Monday, July 21, 2014

"Your bra strap is showing"

A satire on modern Bible interpretation methods

Two thousand years from now, English has ceased to be a living language, and scholars are discussing with the public the analysis and interpretation of 20th century literature. In the body of work they are discussing, there is a work of fiction containing a conversation where a young woman named Emily says to her friend Hilary, "Your bra strap is showing," and this creates a scandal, Hilary gets offended, their friendship falls apart, and these events affect the outcome of the story.

"Now, we see here this critical comment that the woman makes to her friend. She says, "Your bra strap is showing," and then everything falls apart. Why would this be? How could this simple comment have had such implications? What did it mean? 

"Up until now, the common interpretation was that Hilary's bra strap was a piece of clothing, a normal woman's undergarment, and that for Emily to point it out was a suggestion of a lapse of modesty, possibly bringing embarrassment to Hilary. 

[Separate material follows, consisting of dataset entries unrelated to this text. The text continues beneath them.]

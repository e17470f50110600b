//! The daemon's HTTP control plane.
//!
//! | Method | Path                | Semantics                      |
//! |--------|---------------------|--------------------------------|
//! | GET    | `/health`           | liveness, always `200 OK\n`    |
//! | GET    | `/ready`            | `200` iff credentials on disk  |
//! | GET    | `/status`           | JSON status snapshot           |
//! | POST   | `/api/sync/trigger` | `202`, `409` unless idle       |
//! | POST   | `/api/sync/cancel`  | `200`, `409` unless syncing    |
//!
//! Handlers run on per-request contexts independent of the daemon's
//! lifetime; the server itself shuts down gracefully with the daemon.

use std::sync::Arc;

use axum::{
    extract::State,
    http::StatusCode,
    response::{IntoResponse, Response},
    routing::{get, post},
    Json, Router,
};
use scribe_tokio::{NamedTask, ShutdownChannel};
use tracing::info;

use crate::daemon::{ControlShared, DaemonState};

pub(crate) fn router(shared: Arc<ControlShared>) -> Router {
    Router::new()
        .route("/health", get(health))
        .route("/ready", get(ready))
        .route("/status", get(status))
        .route("/api/sync/trigger", post(trigger))
        .route("/api/sync/cancel", post(cancel))
        .with_state(shared)
}

/// Serve the control API until `shutdown` fires.
pub(crate) fn spawn_control_server(
    listener: tokio::net::TcpListener,
    shared: Arc<ControlShared>,
    shutdown: ShutdownChannel,
) -> NamedTask<()> {
    let app = router(shared);
    NamedTask::spawn("control-server", async move {
        let result = axum::serve(listener, app)
            .with_graceful_shutdown(shutdown.recv_owned())
            .await;
        if let Err(e) = result {
            tracing::error!("Control server failed: {e:#}");
        }
    })
}

async fn health() -> &'static str {
    "OK\n"
}

async fn ready(State(shared): State<Arc<ControlShared>>) -> Response {
    if shared.runner.is_ready() {
        (StatusCode::OK, "ready\n").into_response()
    } else {
        (StatusCode::SERVICE_UNAVAILABLE, "not registered\n")
            .into_response()
    }
}

async fn status(State(shared): State<Arc<ControlShared>>) -> Response {
    Json(shared.snapshot()).into_response()
}

async fn trigger(State(shared): State<Arc<ControlShared>>) -> Response {
    let state = {
        let status = shared.status.lock().expect("status lock poisoned");
        status.state
    };
    if state != DaemonState::Idle {
        return conflict(format!("daemon is {state}, not idle"));
    }
    match shared.trigger_tx.try_send(()) {
        Ok(()) => {
            info!("Accepted sync trigger");
            (
                StatusCode::ACCEPTED,
                Json(serde_json::json!({"status": "accepted"})),
            )
                .into_response()
        }
        // A trigger is already queued.
        Err(_) => conflict("a sync request is already pending".to_owned()),
    }
}

async fn cancel(State(shared): State<Arc<ControlShared>>) -> Response {
    let cancel = {
        let status = shared.status.lock().expect("status lock poisoned");
        if status.state != DaemonState::Syncing {
            return conflict(format!(
                "daemon is {}, nothing to cancel",
                status.state
            ));
        }
        status.current_cancel.clone()
    };
    match cancel {
        Some(cancel) => {
            info!("Cancelling in-flight sync via control API");
            cancel.send();
            (
                StatusCode::OK,
                Json(serde_json::json!({"status": "cancelling"})),
            )
                .into_response()
        }
        None => conflict("no cancellable sync in flight".to_owned()),
    }
}

fn conflict(message: String) -> Response {
    (
        StatusCode::CONFLICT,
        Json(serde_json::json!({"error": message})),
    )
        .into_response()
}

"However, what did she really mean? In order to understand the significance of this comment, it is of the utmost importance to discover what it would have meant to one of the original readers. Fortunately for us, recent discoveries have brought to light a couple of ancient documents, dictionaries of the language actually published within 50 years of the same time period. We have discovered from the ancient sources of Random House and Merriam Webster that the real meaning is actually something much deeper. 

"You see, the word 'bra' is actually an abbreviation of the word brassiere, which comes from the Old French bracieres, which came from the root word bras, meaning 'arm,' and it meant arm guard, or armor for the arms, or arm protectors. Other words that came from this word were 'brace' (something that holds parts together or in place) and 'bracelet' (an ornament for the arm), which were both common words in use at the time of the writing. Therefore, we can see how the original meaning of this word gives us an additional depth of understanding into the meaning of Emily's comment. All of these shades of meaning would have been clear to Hilary, and so she would have understood that Emily was insinuating that she was arming herself, putting up shields, raising her defenses, and protecting herself. 

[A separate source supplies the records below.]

use thiserror::Error;

/// 统一错误类型
#[derive(Error, Debug)]
pub enum Error {
    #[error("序列化错误: {0}")]
    Serialization(#[from] serde_json::Error),

    #[error("传输错误: {0}")]
    Transport(#[from] tokio_tungstenite::tungstenite::Error),

    #[error("RPC 错误: {0}")]
    Rpc(String),
}

/// 统一结果类型
pub type Result<T> = std::result::Result<T, Error>;
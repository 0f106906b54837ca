/// WebSocket RPC 模块
/// 
/// 提供基于 WebSocket 的对称双向过程调用：任意一端都可以按名称调用另一端注册的过程

pub mod message;
pub mod error;
pub mod types;
pub mod registry;
pub mod channel;
pub mod client;

pub use message::RpcMessage;
pub use error::{RpcError, RpcErrorCode};
pub use registry::{Procedure, ProcedureHandler, ProcedureRegistry};
pub use channel::{Channel, ReadyCallback};
pub use types::*;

"Now, there's more. Consider the strap. The primary definition of "strap" was a long strip of leather or similar material, for binding trunks, baggage, or other objects. According to our research, trousers first went strapless in 1846, and brassieres in 1935. This work was written in 1964, so Hilary could not have been wearing a bra with straps, or if she was, she was wearing a style that was long out of fashion, as in the case of the old-timer still wearing suspenders. However, Hilary was young in the setting we describe, meaning that Emily was definitely insinuating something derogatory by mentioning straps.

"Finally, our research has turned up some startling new light on the word "showing." We are familiar with the common meaning of the word 'show,' which is to cause or allow to be seen. However, there are many other meanings of the word 'show,' giving us the final key to the interpretation of Emily's comment. It can mean many things, but here are just a few prominent examples: 
  • to present or perform as a public entertainment or spectacle:
  • to give information that proves (something)
  • to offer for sale
  • to finish third in a horse race
"The etymology of this word is fascinating. Our ancient source, Merriam Webster, tells us that 'show' comes from Middle English shewen, showen, from Old English scēawian to look, look at, see; akin to Old High German scouwōn to look, look at, and probably to Latin cavēre to be on one's guard.

"There we are again--the idea of being on one's guard. This goes back to the armor idea that we first discussed and proves that there is something deeper than mere modesty in Emily's comment. She is using innocent-sounding phraseology as code for an accusation that Hilary is beginning to arm herself against her friends as with a shield, strapping it on and being on her guard, with added layers of implication that this is being done ostentatiously, as a spectacle to the public, that it has been proved, that it sells out her friends, and that it is a third-rate thing to do. Hilary's reaction proves that she understood perfectly what Emily said, because she immediately became defensive, and their future actions of being offended at one another and breaking off the friendship make perfect sense if this was what Hilary was doing." 

The crowd applauded the depth and wisdom of the scholarship, and anyone in the future who doubted this interpretation or referred back to the old, plain meaning was instantly labeled ignorant and untaught.